The number of ALF cases in United States attributed to acetaminophen have been continually rising (Larson et al., 2005; Nourjah et al., 2006), and there has been a lot of debate about safety of this popular drug. A number of different factors have been suggested as the primary cause of hepatotoxicity in patients. In this study, we conducted a quantitative examination of the effects of chronic APAP use, alcohol consumption, and malnutrition on increasing the risks of liver damage. The results of our simulations show that there is a hormesis-like protective behavior following chronic consumption of APAP. The shunting of metabolism to the glucuronidation pathway reduces production of toxic byproducts at higher doses, and this could have a significant protective effect.

Our simulations show that alcohol drinkers who are chronic acetaminophen users have an increased risk of liver damage particularly within the first day following an episode of binge drinking. However, these individuals are at risk from any compound that could be activated to act as an oxidizing agent, and therefore APAP is not unique in its toxicity.

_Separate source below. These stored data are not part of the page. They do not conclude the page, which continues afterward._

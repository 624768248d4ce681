use anyhow::{Result, bail};
use clap::Parser;
use dungeon_core::game::pathfinding::DIRECTIONS;
use dungeon_core::{AdvanceStopReason, Game, PlayerAction, SimConfig};
use rand_chacha::{
    ChaCha8Rng,
    rand_core::{Rng, SeedableRng},
};
use tracing_subscriber::EnvFilter;

#[derive(Parser)]
#[command(author, version, about, long_about = None)]
struct Args {
    #[arg(short, long, default_value_t = 42)]
    seed: u64,
    #[arg(short, long, default_value_t = 5000)]
    ticks: u64,
    /// Number of consecutive seeds to run, starting at `seed`
    #[arg(short, long, default_value_t = 1)]
    runs: u64,
}

fn choose<T: Clone>(rng: &mut ChaCha8Rng, slice: &[T]) -> T {
    let p = rng.next_u64() as usize % slice.len();
    slice[p].clone()
}

fn random_action(rng: &mut ChaCha8Rng, carried: usize) -> PlayerAction {
    match rng.next_u64() % 8 {
        0 => PlayerAction::PickUp,
        1 if carried > 0 => {
            PlayerAction::Use { slot: rng.next_u64() as usize % carried, target: None }
        }
        2 if carried > 0 => PlayerAction::Drop { slot: rng.next_u64() as usize % carried },
        _ => {
            let (dx, dy) = choose(rng, &DIRECTIONS);
            PlayerAction::Step { dx, dy }
        }
    }
}

fn check_invariants(game: &Game) -> Result<()> {
    let world = game.world();
    for actor in world.actors.values() {
        if world.map.is_wall(actor.pos) {
            bail!("Invariant failed: {} inside wall at {:?}", actor.name, actor.pos);
        }
        if let Some(fighter) = &actor.fighter
            && (fighter.hp > fighter.max_hp || fighter.hp < 0)
        {
            bail!("Invariant failed: {} has {} of {} hp", actor.name, fighter.hp, fighter.max_hp);
        }
    }
    Ok(())
}

fn fuzz_one(seed: u64, max_ticks: u64) -> Result<()> {
    let mut game = Game::new_arena(seed, SimConfig::default());
    let mut rng = ChaCha8Rng::seed_from_u64(seed);
    let mut last_tick = 0;

    while game.current_tick() < max_ticks {
        let result = game.advance(10);
        if game.current_tick() < last_tick {
            bail!("Invariant failed: clock went backwards on seed {seed}");
        }
        last_tick = game.current_tick();

        match result.stop_reason {
            AdvanceStopReason::Finished(outcome) => {
                println!("seed {seed}: {outcome:?} at tick {}", game.current_tick());
                break;
            }
            AdvanceStopReason::Idle => {
                println!("seed {seed}: idle at tick {}", game.current_tick());
                break;
            }
            AdvanceStopReason::PlayerTurn => {
                let action = random_action(&mut rng, game.inventory().len());
                game.player_act(action)?;
            }
            AdvanceStopReason::BudgetExhausted => {}
        }
        check_invariants(&game)?;
    }
    Ok(())
}

fn main() -> Result<()> {
    tracing_subscriber::fmt()
        .with_env_filter(
            EnvFilter::try_from_default_env().unwrap_or_else(|_| EnvFilter::new("warn")),
        )
        .init();
    let args = Args::parse();

    println!(
        "Starting fuzz harness on {} seed(s) from {} for max {} ticks...",
        args.runs, args.seed, args.ticks
    );
    for seed in args.seed..args.seed.saturating_add(args.runs) {
        fuzz_one(seed, args.ticks)?;
    }
    println!("Fuzzing completed successfully.");
    Ok(())
}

Finally, our analysis of APAP metabolism in fasting patients show that they are at a much greater risk of hepatotoxicity, resulting from a mild overdose (4–10 g), than well-fed individuals. For these individuals, a combination of factors, including shunting of drug metabolism to oxidative pathways and reduced rate of glutathione metabolism, exacerbate the problem and complicate the treatment choices since focusing on only one of the above causes might not fully mitigate the problem.